“The Junker”: Fear and Fathers at the Fairgrounds

by Adam Resnick

As a child, I feared my father more than any creature on earth or in my dreams. There was never physical violence, just a relentless vibe of something very heavy in the air. You could feel it from the backseat of the car, or in the leaden silence at the dinner table. That he would kill everything in sight to protect his family was never in doubt, yet decoding and verifying his love was a mystifying puzzle that at times seemed impossible to crack.

By modern standards, the summer carnival sponsored each year by the Harrisburg Lions Club might not seem like much, but back when I was a kid, in the 1960s, it felt as if benevolent aliens had annexed Susquehanna Township and erected a magnificent kingdom of rust and glitter in the dead field behind the outboard motor store. Too young to attend the event alone in those early years, I had the strange pleasure of being escorted by my father. He took me because this is what kids do and his kid was going to have a good time, goddamn it.

Typically, the other fathers at the fair seemed to enjoy themselves as much as their kids, chucking baseballs at steel milk bottles, eating sno-cones, or allowing some drunk to guess their weight. Merv didn’t engage in things like that. To him, this was weak, silly behavior. Any adult male trying to squirt water into the mouth of a plastic clown deserved no respect and would surely suffer the wrath of a vicious world that preyed on fools.

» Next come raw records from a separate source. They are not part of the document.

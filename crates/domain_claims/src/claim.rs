//! Claim aggregate

use chrono::{DateTime, Utc};
use serde::{Deserialize, Serialize};

use core_kernel::{ClaimId, UserId};

use crate::decision::{Decision, FinalDecision, RiskLevel};
use crate::error::ClaimError;

/// Claim lifecycle state
///
/// `RECEIVED -> PROCESSING -> {APPROVED | REJECTED | REQUIRES_REVIEW} | ERROR`
#[derive(Debug, Clone, Copy, PartialEq, Eq, Serialize, Deserialize)]
#[serde(rename_all = "SCREAMING_SNAKE_CASE")]
pub enum ClaimState {
    Received,
    Processing,
    Approved,
    Rejected,
    RequiresReview,
    Error,
}

impl ClaimState {
    pub fn as_str(&self) -> &'static str {
        match self {
            ClaimState::Received => "RECEIVED",
            ClaimState::Processing => "PROCESSING",
            ClaimState::Approved => "APPROVED",
            ClaimState::Rejected => "REJECTED",
            ClaimState::RequiresReview => "REQUIRES_REVIEW",
            ClaimState::Error => "ERROR",
        }
    }

    /// Whether the claim has reached a final state
    pub fn is_terminal(&self) -> bool {
        matches!(
            self,
            ClaimState::Approved
                | ClaimState::Rejected
                | ClaimState::RequiresReview
                | ClaimState::Error
        )
    }

    fn can_transition_to(self, target: ClaimState) -> bool {
        use ClaimState::*;
        matches!(
            (self, target),
            (Received, Processing)
                | (Processing, Approved)
                | (Processing, Rejected)
                | (Processing, RequiresReview)
                | (Processing, Error)
        )
    }
}

impl From<FinalDecision> for ClaimState {
    fn from(decision: FinalDecision) -> Self {
        match decision {
            FinalDecision::Approved => ClaimState::Approved,
            FinalDecision::Rejected => ClaimState::Rejected,
            FinalDecision::RequiresReview => ClaimState::RequiresReview,
            FinalDecision::Error => ClaimState::Error,
        }
    }
}

impl std::fmt::Display for ClaimState {
    fn fmt(&self, f: &mut std::fmt::Formatter<'_>) -> std::fmt::Result {
        f.write_str(self.as_str())
    }
}

impl std::str::FromStr for ClaimState {
    type Err = String;

    fn from_str(s: &str) -> Result<Self, Self::Err> {
        match s {
            "RECEIVED" => Ok(ClaimState::Received),
            "PROCESSING" => Ok(ClaimState::Processing),
            "APPROVED" => Ok(ClaimState::Approved),
            "REJECTED" => Ok(ClaimState::Rejected),
            "REQUIRES_REVIEW" => Ok(ClaimState::RequiresReview),
            "ERROR" => Ok(ClaimState::Error),
            other => Err(format!("unknown claim state '{other}'")),
        }
    }
}

/// The persisted claim aggregate root.
///
/// Owns its survey, image, and explanation records (persisted separately,
/// keyed by claim identity); the most recently appended survey/explanation
/// is the one consulted for display.
#[derive(Debug, Clone, PartialEq, Serialize, Deserialize)]
pub struct Claim {
    pub id: ClaimId,
    pub user_id: Option<UserId>,
    pub insurer: String,
    pub policy_category: String,
    pub description: String,
    pub state: ClaimState,
    pub risk_level: Option<RiskLevel>,
    pub created_at: DateTime<Utc>,
}

impl Claim {
    /// Creates a newly received claim
    pub fn received(
        user_id: Option<UserId>,
        insurer: impl Into<String>,
        policy_category: impl Into<String>,
        description: impl Into<String>,
    ) -> Self {
        Self {
            id: ClaimId::new_v7(),
            user_id,
            insurer: insurer.into(),
            policy_category: policy_category.into(),
            description: description.into(),
            state: ClaimState::Received,
            risk_level: None,
            created_at: Utc::now(),
        }
    }

    /// Moves the claim into `PROCESSING` ahead of the durable checkpoint
    pub fn begin_processing(&mut self) -> Result<(), ClaimError> {
        self.transition(ClaimState::Processing)
    }

    /// Applies the decision, moving the claim to its terminal state.
    ///
    /// Valid exactly once per processing attempt; a second call fails the
    /// transition check.
    pub fn finalize(&mut self, decision: &Decision) -> Result<(), ClaimError> {
        self.transition(ClaimState::from(decision.final_decision))?;
        self.risk_level = Some(decision.risk_level);
        Ok(())
    }

    /// Marks the claim failed after a persistence error
    pub fn mark_error(&mut self) {
        self.state = ClaimState::Error;
    }

    fn transition(&mut self, target: ClaimState) -> Result<(), ClaimError> {
        if !self.state.can_transition_to(target) {
            return Err(ClaimError::InvalidStateTransition {
                from: self.state.to_string(),
                to: target.to_string(),
            });
        }
        self.state = target;
        Ok(())
    }
}

#[cfg(test)]
mod tests {
    use super::*;

    fn test_claim() -> Claim {
        Claim::received(None, "Acko", "Two Wheeler", "rear-ended at a signal")
    }

    fn approved() -> Decision {
        Decision {
            final_decision: FinalDecision::Approved,
            risk_level: RiskLevel::Low,
            reasons: vec!["All checks passed".to_string()],
        }
    }

    #[test]
    fn test_received_to_processing() {
        let mut claim = test_claim();
        assert!(claim.begin_processing().is_ok());
        assert_eq!(claim.state, ClaimState::Processing);
    }

    #[test]
    fn test_finalize_requires_processing() {
        let mut claim = test_claim();
        assert!(claim.finalize(&approved()).is_err());
    }

    #[test]
    fn test_finalize_is_exactly_once() {
        let mut claim = test_claim();
        claim.begin_processing().unwrap();
        claim.finalize(&approved()).unwrap();
        assert_eq!(claim.state, ClaimState::Approved);
        assert_eq!(claim.risk_level, Some(RiskLevel::Low));
        assert!(claim.finalize(&approved()).is_err());
    }

    #[test]
    fn test_terminal_states() {
        assert!(ClaimState::Approved.is_terminal());
        assert!(ClaimState::Error.is_terminal());
        assert!(!ClaimState::Processing.is_terminal());
    }

    #[test]
    fn test_state_round_trips_through_str() {
        for state in [
            ClaimState::Received,
            ClaimState::Processing,
            ClaimState::Approved,
            ClaimState::Rejected,
            ClaimState::RequiresReview,
            ClaimState::Error,
        ] {
            assert_eq!(state.as_str().parse::<ClaimState>().unwrap(), state);
        }
    }
}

He stalked the grounds two steps behind me like the Secret Service, keeping a sharp eye out for any sort of trouble that might enter my space, be it human, mechanical or otherworldly. There was very little talk. When I wanted to play a game, he’d nod and pay the guy running the booth, shooting him “the look” that delivered a simple message: The kid wins. To be on the business end of Merv’s glare was to get an instant education in the art of compliance. Soon I’d be walking off with an enormous rash-inducing stuffed monkey that journeyed to Harrisburg all the way from the Martian shores from Hong Kong. Not bad for popping one out of six balloons.

The severe, solemn fun continued: select rides that Merv deemed would not shear my head off, and more games of chance where the concept of chance had been eliminated. I was riding the lone black horse on the carousel (a wish predictably granted after hushed words were exchanged between my dad and the attendant) when I heard the strange thumps. They seemed to come from another part of the world and threw off the rhythm of the calliope. Even old Blackie looked spooked. My father’s face whirled past me at erratic intervals as the last blur of sunlight vanished somewhere beyond Sixth Street.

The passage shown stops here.